В этом году новогодние праздники были «советскими».
Не в смысле политики или идеологии — речь скорее о стиле: винтажные елочные игрушки, домашние застолья, оливье и мясо по-французски. Я никогда его не готовила, а потому основательно изучила вопрос и пришла в закономерный ужас: зачем хоронить свиную отбивную под слоями помидоров, лука, картошки и тертого сыра? Зачем все это кладбище продуктов заливать майонезом, ведь все знают, что при высокой температуре эмульсия распадется на фракции и превратится в гадкие хлопья! Майонез — это холодный соус, холодный же! И зачем все это запекать полтора часа? Что мы хотим получить на выходе — битум?
Ни за что.
Однако какой советский стол без мяса по-французски? Какая новогодняя ночь без торжественного появления гордой хозяйки с целым противнем этой ужасной хрюканины — ой, простите, гордости советской гастрономии?
— Возьмем хорошую говядину, потомим ее на пятидесяти градусах, а потом подпечем минут двадцать. Майонез заменим жирными сливками, — сказала подруга. — И лук лучше, наверное, шалот. Он понежнее обычной «репки». А сыра совсем чуть-чуть, для декора только.

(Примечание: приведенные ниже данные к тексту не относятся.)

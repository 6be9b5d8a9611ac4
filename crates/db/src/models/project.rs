//! Project entity model and per-tier DTOs.
//!
//! Tier gating is structural: each update DTO lists only the fields its tier
//! may set, so a request carrying a forbidden field simply has nowhere to
//! put it. `approved` appears in no DTO at all; it moves only through the
//! moderation endpoints.

use serde::{Deserialize, Serialize};
use sqlx::types::Json;
use sqlx::FromRow;

use projboard_core::moderation::Approval;
use projboard_core::questions::{AnswerMap, IncomingAnswers};
use projboard_core::types::{DbId, ProjectState, Timestamp};
use projboard_core::validation::ProjectFields;

/// A project row from the `projects` table.
#[derive(Debug, Clone, FromRow, Serialize)]
pub struct Project {
    pub id: DbId,
    pub title: String,
    pub slug: String,
    pub user_id: DbId,
    pub company_name: String,
    pub company_address: String,
    pub company_site: String,
    pub github_site: Option<String>,
    pub application_site: Option<String>,
    pub mission_statement: String,
    pub contact_name: String,
    pub contact_position: String,
    pub contact_email: String,
    pub contact_number: String,
    pub contact_hours: String,
    pub nonprofit: bool,
    pub five_01c3: bool,
    pub state: ProjectState,
    pub approved: Option<bool>,
    pub photo: Option<String>,
    pub questions: Json<AnswerMap>,
    pub created_at: Timestamp,
    pub updated_at: Timestamp,
}

impl Project {
    /// Decode the nullable `approved` column into the tri-state.
    pub fn approval(&self) -> Approval {
        Approval::from_column(self.approved)
    }
}

/// Fully-resolved scalar columns written on every save.
///
/// Both the create DTO and the (existing row ⊕ patch) merge produced during
/// updates resolve to this one shape, which is what gets validated and bound.
#[derive(Debug, Clone)]
pub struct ProjectColumns {
    pub title: String,
    pub company_name: String,
    pub company_address: String,
    pub company_site: String,
    pub github_site: Option<String>,
    pub application_site: Option<String>,
    pub mission_statement: String,
    pub contact_name: String,
    pub contact_position: String,
    pub contact_email: String,
    pub contact_number: String,
    pub contact_hours: String,
    pub nonprofit: bool,
    pub five_01c3: bool,
    pub photo: Option<String>,
}

impl ProjectColumns {
    /// Borrowed view for the core validator.
    pub fn fields(&self) -> ProjectFields<'_> {
        ProjectFields {
            title: &self.title,
            company_name: &self.company_name,
            company_address: &self.company_address,
            company_site: &self.company_site,
            github_site: self.github_site.as_deref(),
            application_site: self.application_site.as_deref(),
            mission_statement: &self.mission_statement,
            contact_name: &self.contact_name,
            contact_position: &self.contact_position,
            contact_email: &self.contact_email,
            contact_number: &self.contact_number,
            contact_hours: &self.contact_hours,
        }
    }
}

/// DTO for creating a new project (any authenticated caller; the creator
/// becomes the owner).
#[derive(Debug, Clone, Deserialize)]
pub struct CreateProject {
    pub title: String,
    pub company_name: String,
    pub company_address: String,
    pub company_site: String,
    pub github_site: Option<String>,
    pub application_site: Option<String>,
    pub mission_statement: String,
    pub contact_name: String,
    pub contact_position: String,
    pub contact_email: String,
    pub contact_number: String,
    pub contact_hours: String,
    pub nonprofit: Option<bool>,
    pub five_01c3: Option<bool>,
    pub photo: Option<String>,
    /// Transient answers keyed by question id.
    pub answers: Option<IncomingAnswers>,
}

impl CreateProject {
    pub fn columns(&self) -> ProjectColumns {
        ProjectColumns {
            title: self.title.clone(),
            company_name: self.company_name.clone(),
            company_address: self.company_address.clone(),
            company_site: self.company_site.clone(),
            github_site: self.github_site.clone(),
            application_site: self.application_site.clone(),
            mission_statement: self.mission_statement.clone(),
            contact_name: self.contact_name.clone(),
            contact_position: self.contact_position.clone(),
            contact_email: self.contact_email.clone(),
            contact_number: self.contact_number.clone(),
            contact_hours: self.contact_hours.clone(),
            nonprofit: self.nonprofit.unwrap_or(false),
            five_01c3: self.five_01c3.unwrap_or(false),
            photo: self.photo.clone(),
        }
    }
}

/// DTO for owner-tier updates. All fields optional; absent fields keep their
/// stored values. Owners cannot touch `approved`, `state`, or `user_id`.
#[derive(Debug, Clone, Default, Deserialize)]
pub struct OwnerUpdateProject {
    pub title: Option<String>,
    pub company_name: Option<String>,
    pub company_address: Option<String>,
    pub company_site: Option<String>,
    pub github_site: Option<String>,
    pub application_site: Option<String>,
    pub mission_statement: Option<String>,
    pub contact_name: Option<String>,
    pub contact_position: Option<String>,
    pub contact_email: Option<String>,
    pub contact_number: Option<String>,
    pub contact_hours: Option<String>,
    pub nonprofit: Option<bool>,
    pub five_01c3: Option<bool>,
    pub photo: Option<String>,
    /// Transient answers keyed by question id.
    pub answers: Option<IncomingAnswers>,
}

impl OwnerUpdateProject {
    /// Resolve the patch against the existing row.
    pub fn apply_to(&self, existing: &Project) -> ProjectColumns {
        ProjectColumns {
            title: self.title.clone().unwrap_or_else(|| existing.title.clone()),
            company_name: self
                .company_name
                .clone()
                .unwrap_or_else(|| existing.company_name.clone()),
            company_address: self
                .company_address
                .clone()
                .unwrap_or_else(|| existing.company_address.clone()),
            company_site: self
                .company_site
                .clone()
                .unwrap_or_else(|| existing.company_site.clone()),
            github_site: self.github_site.clone().or_else(|| existing.github_site.clone()),
            application_site: self
                .application_site
                .clone()
                .or_else(|| existing.application_site.clone()),
            mission_statement: self
                .mission_statement
                .clone()
                .unwrap_or_else(|| existing.mission_statement.clone()),
            contact_name: self
                .contact_name
                .clone()
                .unwrap_or_else(|| existing.contact_name.clone()),
            contact_position: self
                .contact_position
                .clone()
                .unwrap_or_else(|| existing.contact_position.clone()),
            contact_email: self
                .contact_email
                .clone()
                .unwrap_or_else(|| existing.contact_email.clone()),
            contact_number: self
                .contact_number
                .clone()
                .unwrap_or_else(|| existing.contact_number.clone()),
            contact_hours: self
                .contact_hours
                .clone()
                .unwrap_or_else(|| existing.contact_hours.clone()),
            nonprofit: self.nonprofit.unwrap_or(existing.nonprofit),
            five_01c3: self.five_01c3.unwrap_or(existing.five_01c3),
            photo: self.photo.clone().or_else(|| existing.photo.clone()),
        }
    }
}

/// DTO for admin-tier updates: everything an owner may set, plus the
/// completion state and reassignment of the owning user.
#[derive(Debug, Clone, Default, Deserialize)]
pub struct AdminUpdateProject {
    pub title: Option<String>,
    pub company_name: Option<String>,
    pub company_address: Option<String>,
    pub company_site: Option<String>,
    pub github_site: Option<String>,
    pub application_site: Option<String>,
    pub mission_statement: Option<String>,
    pub contact_name: Option<String>,
    pub contact_position: Option<String>,
    pub contact_email: Option<String>,
    pub contact_number: Option<String>,
    pub contact_hours: Option<String>,
    pub nonprofit: Option<bool>,
    pub five_01c3: Option<bool>,
    pub photo: Option<String>,
    pub state: Option<ProjectState>,
    pub user_id: Option<DbId>,
    /// Transient answers keyed by question id.
    pub answers: Option<IncomingAnswers>,
}

impl AdminUpdateProject {
    /// Resolve the patch against the existing row.
    pub fn apply_to(&self, existing: &Project) -> (ProjectColumns, ProjectState, DbId) {
        let owner_patch = OwnerUpdateProject {
            title: self.title.clone(),
            company_name: self.company_name.clone(),
            company_address: self.company_address.clone(),
            company_site: self.company_site.clone(),
            github_site: self.github_site.clone(),
            application_site: self.application_site.clone(),
            mission_statement: self.mission_statement.clone(),
            contact_name: self.contact_name.clone(),
            contact_position: self.contact_position.clone(),
            contact_email: self.contact_email.clone(),
            contact_number: self.contact_number.clone(),
            contact_hours: self.contact_hours.clone(),
            nonprofit: self.nonprofit,
            five_01c3: self.five_01c3,
            photo: self.photo.clone(),
            answers: self.answers.clone(),
        };
        (
            owner_patch.apply_to(existing),
            self.state.unwrap_or(existing.state),
            self.user_id.unwrap_or(existing.user_id),
        )
    }
}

Знаете, это оказалось вкусно. Вкусным оказался и оливье: огурцы соленые, бочковые, огурцы свежие, придирчиво выбранная докторская колбаса, картошка пригодного для варки сорта… И холодец из бычьих хвостов и телятины, в котором желе было совсем чуть-чуть, только чтобы «схватить» мясо.
Все было вкусно. И все было неправдой.
Потому что советские застолье, не партийное, не номенклатурное, а обычное среднестатистическое — оно ведь было совершенно не таким. И готовиться к нему начинали не за неделю, а за полгода, и фраза «Не трогай, это на Новый год», над которой мы так потешались в социальных сетях, звучала в СССР серьезно и строго.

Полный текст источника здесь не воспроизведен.